EXERCISE REQUIREMENTS
Where the word "accepted" occurs in a line of the listing, please copy the line.

WORKING DATA

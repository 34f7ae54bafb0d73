// crates/ado-bridge-config/src/config.rs
// ============================================================================
// Module: ADO Bridge Configuration
// Description: Configuration loading, environment overrides, and validation.
// Purpose: Provide strict config parsing with hard limits for the OBO bridge.
// Dependencies: serde, toml, secrecy, url
// ============================================================================

//! ## Overview
//! Configuration is loaded from an optional TOML file, then overridden by the
//! process environment (`TENANT_ID`, `MCP_API_CLIENT_ID`,
//! `MCP_API_CLIENT_SECRET`, `ADO_ORG`, `ADO_API_VERSION`, `PORT`). Structural
//! problems always fail closed. Missing identity settings either fail or are
//! reported as warnings, depending on [`MissingIdentityPolicy`].

// ============================================================================
// SECTION: Imports
// ============================================================================

use std::env;
use std::fs;
use std::net::SocketAddr;
use std::path::Path;
use std::path::PathBuf;

use secrecy::ExposeSecret;
use secrecy::SecretString;
use serde::Deserialize;
use serde::Deserializer;
use thiserror::Error;
use url::Url;

// ============================================================================
// SECTION: Constants
// ============================================================================

/// Default configuration filename when no path is specified.
const DEFAULT_CONFIG_NAME: &str = "ado-bridge.toml";
/// Environment variable used to override the config path.
pub const CONFIG_ENV_VAR: &str = "ADO_BRIDGE_CONFIG";
/// Environment variable carrying the identity tenant identifier.
pub const ENV_TENANT_ID: &str = "TENANT_ID";
/// Environment variable carrying the confidential client identifier.
pub const ENV_CLIENT_ID: &str = "MCP_API_CLIENT_ID";
/// Environment variable carrying the confidential client secret.
pub const ENV_CLIENT_SECRET: &str = "MCP_API_CLIENT_SECRET";
/// Environment variable carrying the remote organization.
pub const ENV_ORGANIZATION: &str = "ADO_ORG";
/// Environment variable carrying the remote API version.
pub const ENV_API_VERSION: &str = "ADO_API_VERSION";
/// Environment variable carrying the listen port.
pub const ENV_PORT: &str = "PORT";
/// Maximum configuration file size in bytes.
pub(crate) const MAX_CONFIG_FILE_SIZE: usize = 1024 * 1024;
/// Maximum length of a single path component.
pub(crate) const MAX_PATH_COMPONENT_LENGTH: usize = 255;
/// Maximum total path length.
pub(crate) const MAX_TOTAL_PATH_LENGTH: usize = 4096;
/// Maximum accepted inbound request body size in bytes.
pub(crate) const MAX_BODY_BYTES_LIMIT: usize = 16 * 1024 * 1024;
/// Maximum accepted remote response body size in bytes.
pub(crate) const MAX_REMOTE_RESPONSE_BYTES_LIMIT: usize = 64 * 1024 * 1024;
/// Maximum length of identifiers embedded in URLs (tenant, organization).
pub(crate) const MAX_URL_SEGMENT_LENGTH: usize = 256;
/// Minimum outbound connect timeout in milliseconds.
pub(crate) const MIN_CONNECT_TIMEOUT_MS: u64 = 100;
/// Maximum outbound connect timeout in milliseconds.
pub(crate) const MAX_CONNECT_TIMEOUT_MS: u64 = 10_000;
/// Minimum outbound request timeout in milliseconds.
pub(crate) const MIN_REQUEST_TIMEOUT_MS: u64 = 500;
/// Maximum outbound request timeout in milliseconds.
pub(crate) const MAX_REQUEST_TIMEOUT_MS: u64 = 60_000;
/// Resource scope for the Azure DevOps REST surface.
pub const DEFAULT_DOWNSTREAM_SCOPE: &str = "499b84ac-1321-427f-aa17-267ca6975798/.default";

// ============================================================================
// SECTION: Configuration Types
// ============================================================================

/// ADO bridge configuration.
#[derive(Debug, Default, Deserialize)]
pub struct AdoBridgeConfig {
    /// Inbound server configuration.
    #[serde(default)]
    pub server: ServerConfig,
    /// Identity-provider (on-behalf-of) configuration.
    #[serde(default)]
    pub identity: IdentityConfig,
    /// Remote REST API configuration.
    #[serde(default)]
    pub remote: RemoteApiConfig,
    /// Startup policy configuration.
    #[serde(default)]
    pub startup: StartupConfig,
}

RESULT OF THE EXERCISE
/// Maximum accepted inbound request body size in bytes.
/// Maximum accepted remote response body size in bytes.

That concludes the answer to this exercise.